Code Monkey home page Code Monkey logo

web-scrape-top-discord-bots's Introduction

Project: Top.gg, Custom ItemLoader

In this project we are going to use scrapy to web scrape the top bots on Top.gg to create a dataset of all bots listed on the site.

Example

https://top.gg/list/top?page=3

Targets

From each page we will scrape:

  • Bot name
  • Bot description
  • Bot image url
  • Number of servers
  • Number of votes
  • Its rank
  • URL for the bot's page on top.gg
  • Tags

From each bot's page:

  • Bot's Website URL
  • Invite link
  • Support server
  • Creator
  • Long description
  • Prefix

Primary Concerns

This website uses Cloudflare DDoS protection. We must bypass this in order to scrape anything.

We are using cfscrape

https://github.com/Anorov/cloudflare-scrape

As of July 2020 this pull request works:

Anorov/cloudflare-scrape#373

pip install https://github.com/Sraq-Zit/cloudflare-scrape/archive/master.zip

Silly Mistakes

  • forgetting the text argument in

    selector_obj = Selector(text=html)

Forgot to do:

  • Process numerical fields to numbers (eg. remove commas, make int)

  • Save the top.gg bot ID's

Things Learned

https://stackoverflow.com/questions/54102498/load-item-fileds-with-itemloader-across-multiple-responses

I learned how to carry over items between requests using the meta tag and a custom item loader class. Without it, our spider only yielded the items from parse_summary method but not the items from parse method.

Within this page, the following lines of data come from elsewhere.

//! Document trait implementation for the Order domain type.
//!
//! Placing an order checks the tenant through the injected
//! [`OrderContext`] and computes the total from the line items. All later
//! changes arrive as [`OrderAction`]s.

use super::actions::{AdvanceOutcome, ConcurrencyMode, OrderAction, OrderActionResult};
use super::error::OrderError;
use crate::clients::TenantClient;
use crate::model::{LineItem, Order, OrderCreate, OrderId, OrderStatus};
use async_trait::async_trait;
use chrono::Utc;
use doc_framework::{Document, DocumentClient};
use rust_decimal::Decimal;
use std::convert::Infallible;

/// Highest unit price accepted on a line item.
const MAX_UNIT_PRICE: Decimal = Decimal::from_parts(1_000_000, 0, 0, false, 0);
/// Highest quantity accepted on a line item.
const MAX_QUANTITY: u32 = 9999;

/// Collections the order hooks consult.
#[derive(Clone)]
pub struct OrderContext {
    pub tenants: TenantClient,
}

impl OrderContext {
    pub fn new(tenants: TenantClient) -> Self {
        Self { tenants }
    }
}

#[async_trait]
impl Document for Order {
    type Id = OrderId;
    type Create = OrderCreate;
    type Update = Infallible;
    type Action = OrderAction;
    type ActionResult = OrderActionResult;
    type Context = OrderContext;
    type Error = OrderError;

    fn from_create_params(id: OrderId, params: OrderCreate) -> Result<Self, Self::Error> {
        if params.table.0.trim().is_empty() {
            return Err(OrderError::ValidationError("table reference is empty".into()));
        }
        let total = order_total(&params.items)?;
        Ok(Self {
            id,
            tenant_id: params.tenant_id,
            table: params.table,
            items: params.items,
            total_amount: Some(total),
            status: OrderStatus::Placed,
            created_at: Utc::now(),
        })
    }

    /// Rejects orders for tenants that do not exist.
    async fn on_create(&mut self, ctx: &OrderContext) -> Result<(), Self::Error> {
        match ctx.tenants.get(self.tenant_id).await {
            Ok(Some(_)) => Ok(()),
            Ok(None) => Err(OrderError::InvalidTenant(self.tenant_id.to_string())),
            Err(e) => Err(OrderError::InvalidTenant(format!("{}: {e}", self.tenant_id))),
        }
    }

    async fn on_update(&mut self, update: Infallible, _ctx: &OrderContext) -> Result<(), Self::Error> {
        match update {}
    }

    /// # Actions
    /// - `Advance`: forward one step, never backwards
    /// - `Settle`: any open status to Completed, fails otherwise
    /// - `Cancel`: Placed or In Progress to Cancelled, no-op otherwise
    async fn handle_action(
        &mut self,
        action: OrderAction,
        _ctx: &OrderContext,
    ) -> Result<OrderActionResult, Self::Error> {
        match action {
            OrderAction::Advance { observed, mode } => {
                Ok(OrderActionResult::Advanced(self.advance(observed, mode)))
            }
            OrderAction::Settle => {
                if !self.status.is_open() {
                    return Err(OrderError::NotOpen {
                        id: self.id.to_string(),
                        status: self.status,
                    });
                }
                let from = self.status;
                self.status = OrderStatus::Completed;
                Ok(OrderActionResult::Settled { from })
            }
            OrderAction::Cancel => {
                if !self.status.can_cancel() {
                    return Ok(OrderActionResult::Cancelled(false));
                }
                self.status = OrderStatus::Cancelled;
                Ok(OrderActionResult::Cancelled(true))
            }
        }
    }
}

fn validate_item(item: &LineItem) -> Result<(), OrderError> {
    if item.unit_price.is_sign_negative() {
        return Err(OrderError::ValidationError(format!(
            "{}: unit price must be non-negative, got {}",
            item.menu_item_id, item.unit_price
        )));
    }
    if item.unit_price > MAX_UNIT_PRICE {
        return Err(OrderError::ValidationError(format!(
            "{}: unit price exceeds {MAX_UNIT_PRICE}, got {}",
            item.menu_item_id, item.unit_price
        )));
    }
    if item.quantity == 0 || item.quantity > MAX_QUANTITY {
        return Err(OrderError::ValidationError(format!(
            "{}: quantity must be between 1 and {MAX_QUANTITY}, got {}",
            item.menu_item_id, item.quantity
        )));
    }
    Ok(())
}

/// Sum of the validated line subtotals.
fn order_total(items: &[LineItem]) -> Result<Decimal, OrderError> {
    items.iter().try_fold(Decimal::ZERO, |total, item| {
        validate_item(item)?;
        item.subtotal()
            .and_then(|subtotal| total.checked_add(subtotal))
            .ok_or_else(|| OrderError::ValidationError(format!("order total overflows at {}", item.menu_item_id)))
    })
}

impl Order {
    fn advance(&mut self, observed: OrderStatus, mode: ConcurrencyMode) -> AdvanceOutcome {
        let current = self.status;
        if mode == ConcurrencyMode::ExpectPrior && current != observed {
            return AdvanceOutcome::Conflict { current };
        }
        let Some(target) = observed.next() else {
            return AdvanceOutcome::Terminal;
        };
        if target.stage() < current.stage() {
            return AdvanceOutcome::Stale { current };
        }
        self.status = target;
        AdvanceOutcome::Advanced {
            from: current,
            to: target,
        }
    }
}
//! Error types for the Order collection.

use crate::model::OrderStatus;
use thiserror::Error;

/// Errors that can occur during order operations.
#[derive(Debug, Clone, Error, PartialEq)]
pub enum OrderError {
    /// The requested order was not found.
    #[error("Order not found: {0}")]
    NotFound(String),

    /// The tenant on the order does not exist.
    #[error("Invalid tenant: {0}")]
    InvalidTenant(String),

    /// Settlement touched an order that is no longer open.
    #[error("Order {id} is not open (status {status})")]
    NotOpen { id: String, status: OrderStatus },

    /// The order data provided is invalid.
    #[error("Order validation error: {0}")]
    ValidationError(String),

    /// An error occurred while communicating with the actor system.
    #[error("Actor communication error: {0}")]
    ActorCommunicationError(String),
}

impl From<String> for OrderError {
    fn from(msg: String) -> Self {
        OrderError::ActorCommunicationError(msg)
    }
}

Create loader.py in the top_gg folder

from scrapy.loader import ItemLoader as ScrapyItemLoader

class ItemLoader(ScrapyItemLoader):
    """ Extended Loader
        for Selector resetting.
        """

    def reset(self, selector=None, response=None):
        if response is not None:
            if selector is None:
                selector = self.default_selector_class(response)
            self.selector = selector
            self.context.update(selector=selector, response=response)
        elif selector is not None:
            self.selector = selector
            self.context.update(selector=selector)

Import it into your spider

from ..loader import ItemLoader

class TheLoader(ItemLoader):
    pass

Make the loader object using the custom class

loader = TheLoader(item=TopGgItem(), selector=listing, response=response)

Pass it on in the response meta

            yield scrapy.Request(
                url = abs_url,
                cookies = token[0],
                headers = {
                    'User-Agent':token[1]
                },
                callback = self.parse_bot_page,
                meta = {
                    'loader':loader
                }
            )

And finally reset the loader.

    def parse_bot_page(self, response):
        loader = response.meta['loader']
        # rebind ItemLoader to new Selector instance
        #loader.reset(selector=response.selector, response=response)
        # skipping the selector will default to response.selector, like ItemLoader
        loader.reset(response=response)

Cloudflare scrape

Many websites are difficult to scrape because of this Cloudflare challenge.

A package for solving cloudflare challenges is called cloudflare-scrape.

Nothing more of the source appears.